The perennial war of term limits versus presidents in Latin America seems to have opened a new front in Colombia — my native country, no less. There, it appears that term limits pose no match for popular President Uribe, whose supporters have pushed through a bill in the senate that paves the way for a referendum to remove limits on presidential re-election. The constitutional court (an interesting innovation of the 1991 constitution) will review the bill and, assuming no objections, Uribe’s supporters will need to muster a majority of voters (with a quorum of 1/4 of the electorate voting) to secure a constitutional amendment on term limits.

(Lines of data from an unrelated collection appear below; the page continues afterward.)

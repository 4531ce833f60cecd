//! 求解器介面與結果

use prodopt_core::{ProdOptError, ProductionPlan, SolverConfig};
use serde::Serialize;

use crate::branch_bound::BranchAndBound;
use crate::model::OptimizationModel;

/// 求解結果
///
/// 不可行、無界、逾時都是正常的優化結果，不是錯誤。
#[derive(Debug, Clone, PartialEq, Serialize)]
pub enum SolveResult {
    /// 找到可證明最優的整數解
    Optimal(ProductionPlan),

    /// 沒有任何數量組合滿足所有約束
    Infeasible,

    /// 目標可無限增加
    Unbounded {
        /// 造成無界的產品
        product_ids: Vec<String>,
    },

    /// 在節點或時間預算內未能證明最優
    SolverTimeout { nodes_explored: usize, elapsed_ms: u128 },
}

impl SolveResult {
    pub fn is_optimal(&self) -> bool {
        matches!(self, Self::Optimal(_))
    }

    /// 取得最優計劃
    pub fn plan(&self) -> Option<&ProductionPlan> {
        match self {
            Self::Optimal(plan) => Some(plan),
            _ => None,
        }
    }

    pub fn into_plan(self) -> Option<ProductionPlan> {
        match self {
            Self::Optimal(plan) => Some(plan),
            _ => None,
        }
    }

    /// 結果狀態名稱（供日誌與 UI 顯示）
    pub fn status(&self) -> &'static str {
        match self {
            Self::Optimal(_) => "optimal",
            Self::Infeasible => "infeasible",
            Self::Unbounded { .. } => "unbounded",
            Self::SolverTimeout { .. } => "timeout",
        }
    }
}

/// MILP 求解後端
///
/// 後端只需支援整數變數、線性目標最大化與線性 <= 約束。
/// 同樣的輸入必須得到同樣的結果。
pub trait MilpBackend {
    /// 後端名稱
    fn name(&self) -> &'static str;

    /// 求解模型
    fn solve(
        &self,
        model: &OptimizationModel,
        config: &SolverConfig,
    ) -> prodopt_core::Result<SolveResult>;
}

/// 求解器轉接層：呼叫後端並驗證結果
pub struct SolverAdapter<B = BranchAndBound> {
    backend: B,
    config: SolverConfig,
}

impl SolverAdapter<BranchAndBound> {
    /// 使用預設的分支定界後端
    pub fn new(config: SolverConfig) -> Self {
        Self::with_backend(BranchAndBound, config)
    }
}

impl Default for SolverAdapter<BranchAndBound> {
    fn default() -> Self {
        Self::new(SolverConfig::default())
    }
}

impl<B: MilpBackend> SolverAdapter<B> {
    /// 使用自訂後端
    pub fn with_backend(backend: B, config: SolverConfig) -> Self {
        Self { backend, config }
    }

    pub fn config(&self) -> &SolverConfig {
        &self.config
    }

    /// 求解模型
    pub fn solve(&self, model: &OptimizationModel) -> prodopt_core::Result<SolveResult> {
        tracing::debug!(
            "使用 {} 求解：變數 {} 個，約束 {} 條",
            self.backend.name(),
            model.num_variables(),
            model.constraints().len()
        );

        let result = self.backend.solve(model, &self.config)?;

        match result {
            SolveResult::Optimal(plan) => {
                let quantities = model
                    .variables()
                    .iter()
                    .map(|var| plan.quantity(&var.product_id))
                    .collect::<Vec<_>>();

                if !model.is_feasible(&quantities) {
                    return Err(ProdOptError::Solver(format!(
                        "後端 {} 回傳的計劃違反約束",
                        self.backend.name()
                    )));
                }

                Ok(SolveResult::Optimal(plan))
            }
            SolveResult::Unbounded { product_ids } if product_ids.is_empty() => {
                Ok(SolveResult::Unbounded {
                    product_ids: model.unbounded_products(),
                })
            }
            other => Ok(other),
        }
    }
}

This should not be surprising. Honduras notwithstanding, term limits usually lose the fight against Presidents. At least that’s what the recent wave of constitutional amendments and replacements suggests (a short list from memory from the last 20 years includes Brazil, Argentina, Peru, Venezuela, Ecuador, and Bolivia). The overall record between the two contenders is unknown, since term limit victories (when contested) are not documented very easily — certainly, the Honduran case is not alone. However, in some back-of-the envelope accounting my co-authors Tom Ginsburg, James Melton, and I find that term limits have been breached about twice a year since 1945. In 1973 alone, term limits were violated six times.

Most of these violations have occurred in Latin America, at least prior to the 1960s or so. Until that time, most other countries either had executives without fixed terms or did not impose term limits. On the other hand, over 80% of constitutions in Latin American imposed term limits on executives through World War II, after which countries began to remove limits. Today, about 50% of constitutions in Latin America include such limits, the same proportion as constitutions in the rest of the world. [All these data are from the Comparative Constitutions Project].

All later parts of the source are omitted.